SOURCE: New York Medical College

Researcher Finds Way to Slow Spread of Brain Tumors

VALHALLA, N.Y., Aug. 30 /PRNewswire/ -- A New York Medical College neurophysiologist is closer to proving a new and non-invasive treatment for patients with glioblastomas. These common and virulent brain tumors are actively killing normal brain tissue to support their own growth. The new evidence points to glutamate, an essential and ubiquitous neurotransmitter released by glioblastoma cells, which is toxic to the surrounding nerve cells.

The theory belongs to Maiken Nedergaard, M.D., Ph.D., professor of cell biology and anatomy who lives in South Salem, N.Y., and her associate Takahiro Takano. Their study on gliobliastomas, funded by the National Institutes of Health, will appear as the cover story in the September issue of the journal NATURE MEDICINE.

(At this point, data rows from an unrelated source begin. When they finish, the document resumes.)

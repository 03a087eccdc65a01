use change_audit::domain::event::{Operation, RawCapturedEvent, Row, CapturedEvent};
use change_audit::infra::memory::MemoryStore;
use change_audit::services::diff::{apply, diff};
use change_audit::services::registry::{EntityRegistry, title_case};
use change_audit::services::resolver::EntityResolver;
use change_audit::domain::entity::TableConfig;
use change_audit::domain::id::TenantId;
use chrono::Utc;
use proptest::prelude::*;
use serde_json::{Value, json};
use std::sync::Arc;

fn arb_value() -> impl Strategy<Value = Value> {
    prop_oneof![
        Just(Value::Null),
        any::<bool>().prop_map(Value::Bool),
        any::<i32>().prop_map(|n| json!(n)),
        "[a-z]{0,8}".prop_map(Value::String),
        prop::collection::btree_map("[a-c]", any::<i16>(), 0..3)
            .prop_map(|m| json!(m)),
    ]
}

fn arb_row() -> impl Strategy<Value = Row> {
    prop::collection::btree_map("[a-f]{1,2}", arb_value(), 0..8)
        .prop_map(|m| m.into_iter().collect())
}

fn event(table: &str, operation: Operation, old: Option<Row>, new: Option<Row>) -> CapturedEvent {
    CapturedEvent::try_from(RawCapturedEvent {
        table: table.to_string(),
        operation,
        record_id: Some("rec_1".into()),
        old,
        new,
        actor_id: None,
        timestamp: Utc::now(),
    })
    .unwrap()
}

fn runtime() -> tokio::runtime::Runtime {
    tokio::runtime::Builder::new_current_thread()
        .enable_all()
        .build()
        .unwrap()
}

proptest! {
    /// Applying diff(A, B) onto A reproduces B on every field either side has.
    #[test]
    fn diff_round_trip(a in arb_row(), b in arb_row()) {
        let d = diff(Some(&a), Some(&b), &[]);
        let rebuilt = apply(&a, &d);
        for (key, value) in &b {
            prop_assert_eq!(rebuilt.get(key), Some(value));
        }
        for key in a.keys().filter(|k| !b.contains_key(*k)) {
            prop_assert_eq!(rebuilt.get(key), Some(&Value::Null));
        }
    }

    /// A field shows up in the diff iff it changed and is not skipped.
    #[test]
    fn diff_reports_exactly_changed_fields(a in arb_row(), b in arb_row(), skip in "[a-f]{1,2}") {
        let d = diff(Some(&a), Some(&b), &[skip.as_str()]);
        let null = Value::Null;
        for key in a.keys().chain(b.keys()) {
            let changed = a.get(key).unwrap_or(&null) != b.get(key).unwrap_or(&null);
            let expected = changed && key != &skip;
            prop_assert_eq!(d.get(key).is_some(), expected, "field {}", key);
        }
    }

    #[test]
    fn diff_of_identical_rows_is_empty(a in arb_row()) {
        prop_assert!(diff(Some(&a), Some(&a.clone()), &[]).is_empty());
    }

    /// Title Case output has no separators and starts each word upper-case.
    #[test]
    fn title_case_shape(name in "[a-z]{1,6}([_A-Z][a-z]{1,6}){0,3}") {
        let label = title_case(&name);
        prop_assert!(!label.contains('_'));
        prop_assert!(!label.contains("  "));
        for word in label.split(' ') {
            let first = word.chars().next().unwrap();
            prop_assert!(first.is_uppercase(), "{} in {}", word, label);
        }
    }

    /// Root and Extension tables resolve to the record id (except Extension
    /// INSERTs); Child tables resolve to the owning column of the current image.
    #[test]
    fn direct_resolution_rules(
        owner in "[a-z0-9]{1,10}",
        op in prop_oneof![
            Just(Operation::Insert),
            Just(Operation::Update),
            Just(Operation::Delete),
        ],
    ) {
        let registry = Arc::new(EntityRegistry::builtin().unwrap());
        let resolver = EntityResolver::new(registry.clone(), Arc::new(MemoryStore::new()));
        let tenant = TenantId::new("acme").unwrap();
        let rt = runtime();

        for table in registry.all_auditable_tables() {
            let row: Row = json!({"id": "rec_1", "customerId": owner, "supplierId": owner,
                "salesOrderId": owner, "purchaseOrderId": owner})
                .as_object()
                .cloned()
                .unwrap();
            let (old, new) = match op {
                Operation::Insert => (None, Some(row)),
                Operation::Update => (Some(row.clone()), Some(row)),
                _ => (Some(row), None),
            };
            let ev = event(table, op, old, new);

            for matched in registry.entity_configs_for(table) {
                let result = rt.block_on(resolver.resolve(&tenant, &ev, matched)).unwrap();
                match matched.table_config {
                    TableConfig::Root { .. } => {
                        prop_assert_eq!(result.map(|a| a.entity_id), Some("rec_1".to_string()));
                    }
                    TableConfig::Extension { .. } => {
                        let expected = (op != Operation::Insert).then(|| "rec_1".to_string());
                        prop_assert_eq!(result.map(|a| a.entity_id), expected);
                    }
                    TableConfig::Child { .. } => {
                        prop_assert_eq!(result.map(|a| a.entity_id), Some(owner.clone()));
                    }
                    // No junction rows exist, so every indirect lookup misses.
                    TableConfig::Indirect { .. } => prop_assert!(result.is_none()),
                }
            }
        }
    }
}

Dr. Nedergaard may have discovered an entirely new approach to slowing or stopping the growth of these malignant cells. When the destructive glutamate substance is released by glioblastomas, it kills surrounding brain cells, making the malignancy grow even faster. Drugs that can suppress glutamate production, or foil glutamate binding to receptors on normal brain cells, would slow a tumor's growth.

Using bioluminescence to identify the presence of glutamate, Dr. Nedergaard noticed that tumor cells releasing high levels of glutamate grew 15-fold more rapidly than those where glutamate was not found. Additionally, tumor growth and cell death were accelerated in the inflamed area around the glutamate-secreting glioblastomas.

The finding may have immediate impact upon the treatment of patients since drugs that target glutamate can be combined with both traditional chemotherapy and surgery. Glutamate toxicity has previously been noted with stroke, head trauma, multiple sclerosis and other neurodegenerative diseases, but never before with glioblastomas.